Сакс глубоко втянула в себя воздух, по коже поползли мурашки. Бойда она поймала, но женщина, которую можно было спасти, теперь умерла. Одним ногтем Сакс впилась в основание другого, почувствовала боль, затем кровь.
«Я поступила точно как Бойд: принесла в жертву невинного человека».
– В нее стреляли, – продолжил медик.
– Знаю, – прошептала Сакс, не поднимая глаз. Господи, как теперь с этим жить…
– Не стоит так беспокоиться.
– Беспокоиться?
– С ней все будет в порядке.
Сакс нахмурилась.
– Вы сказали, что должны меня огорчить.
– Ну, схлопотать пулю радости мало.
– Черт! Я знала, что ее ранили. Это случилось у меня перед глазами.
– Ах вот как?
– Я думала, вы имеете в виду, что она умерла.
– Ну что вы. Могла, конечно, кровью истечь, но мы вовремя подоспели. Жить будет. Сейчас она в интенсивной терапии в «Сент-Люк». Состояние стабильное.
– Ну спасибо.
«Боюсь, должен вас огорчить…»
Прихрамывая, Сакс поплелась прочь и напротив конспиративной квартиры Бойда натолкнулась на Селлитто и Хаумана.
– Вы взяли его с пустым пистолетом? – недоверчиво спросил Хауман.
– Вообще-то я взяла его булыжником.
Командир спецподразделения кивнул, изогнув бровь, – его выражение высшей похвалы.
– Бойд заговорил? – спросила Сакс.
– Ему зачитали права, он сказал «да», и больше ни слова.
Сакс с Селлитто обменялись оружием. Лейтенант перезарядил револьвер; она проверила «глок» и убрала в кобуру. Затем спросила:
– Что известно насчет адресов?
Пригладив ладонью «ершик» на голове, Хауман объяснил:
– Выходит, жил он в доме, снятом на имя его подруги – Джин Старк. У нее две дочери, но не от него. Мы уже оповестили органы опеки. А здесь у него была конспиративная квартира. Там целый склад.

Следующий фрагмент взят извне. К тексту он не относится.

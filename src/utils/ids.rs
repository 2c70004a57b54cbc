// src/utils/ids.rs

use std::{
    str::FromStr,
    sync::{Arc, Mutex, PoisonError},
};

use rand::{Rng, SeedableRng, rngs::StdRng};
use uuid::Uuid;

/// Source of identifiers for exported documents.
///
/// Injected through `AppState` so tests can supply deterministic ids.
pub trait IdGenerator: Send + Sync {
    fn next_id(&self) -> String;
}

/// Random v4 UUIDs from the OS entropy source.
#[derive(Debug, Default, Clone, Copy)]
pub struct UuidIds;

impl IdGenerator for UuidIds {
    fn next_id(&self) -> String {
        Uuid::new_v4().to_string()
    }
}

/// Process-local `id-<base36>` identifiers.
///
/// Only good enough for naming export files, never for uniqueness in storage.
#[derive(Debug)]
pub struct PseudoRandomIds {
    rng: Mutex<StdRng>,
}

impl PseudoRandomIds {
    pub fn new() -> Self {
        Self {
            rng: Mutex::new(StdRng::from_entropy()),
        }
    }

    /// Reproducible sequence, for tests and fixtures.
    pub fn with_seed(seed: u64) -> Self {
        Self {
            rng: Mutex::new(StdRng::seed_from_u64(seed)),
        }
    }
}

impl Default for PseudoRandomIds {
    fn default() -> Self {
        Self::new()
    }
}

impl IdGenerator for PseudoRandomIds {
    fn next_id(&self) -> String {
        let fragment: u64 = self
            .rng
            .lock()
            .unwrap_or_else(PoisonError::into_inner)
            .r#gen();
        format!("id-{}", to_base36(fragment))
    }
}

fn to_base36(mut n: u64) -> String {
    const DIGITS: &[u8; 36] = b"0123456789abcdefghijklmnopqrstuvwxyz";
    if n == 0 {
        return "0".to_string();
    }
    let mut out = Vec::new();
    while n > 0 {
        out.push(DIGITS[(n % 36) as usize]);
        n /= 36;
    }
    out.reverse();
    String::from_utf8_lossy(&out).into_owned()
}

/// Configured choice of [`IdGenerator`].
#[derive(Debug, Clone, Copy, Default, PartialEq, Eq)]
pub enum IdSource {
    #[default]
    Uuid,
    Pseudo,
}

impl IdSource {
    pub fn generator(self) -> Arc<dyn IdGenerator> {
        match self {
            IdSource::Uuid => Arc::new(UuidIds),
            IdSource::Pseudo => Arc::new(PseudoRandomIds::new()),
        }
    }
}

impl FromStr for IdSource {
    type Err = String;

    fn from_str(s: &str) -> Result<Self, Self::Err> {
        match s.trim().to_ascii_lowercase().as_str() {
            "uuid" | "" => Ok(IdSource::Uuid),
            "pseudo" => Ok(IdSource::Pseudo),
            other => Err(format!("unknown id source '{}'", other)),
        }
    }
}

– Надо заняться осмотром места, – сказала Сакс.
– Мы позаботились, чтобы улики остались целы, – сказал Хауман. – Вернее, Лон позаботился. Мне надо отрапортовать начальству. Вас можно будет потом найти? Понадобятся ваши свидетельства.
Сакс кивнула, и вместе с Селлитто они направились осматривать квартиру Бойда.
Оба хранили напряженное молчание. Наконец Селлитто посмотрел на ее ногу и сказал:
– Что, опять болит?
– Опять?
– Ну да. Когда ты обходила дома напротив, я заметил тебя через окно. Ты вроде бы не хромала.
– Иногда боль просто проходит сама собой.
Селлитто дернул плечами:
– Забавно, как такое бывает.
– Это точно.
Он знал, что она сделала ради него, и таким образом давал ей это понять.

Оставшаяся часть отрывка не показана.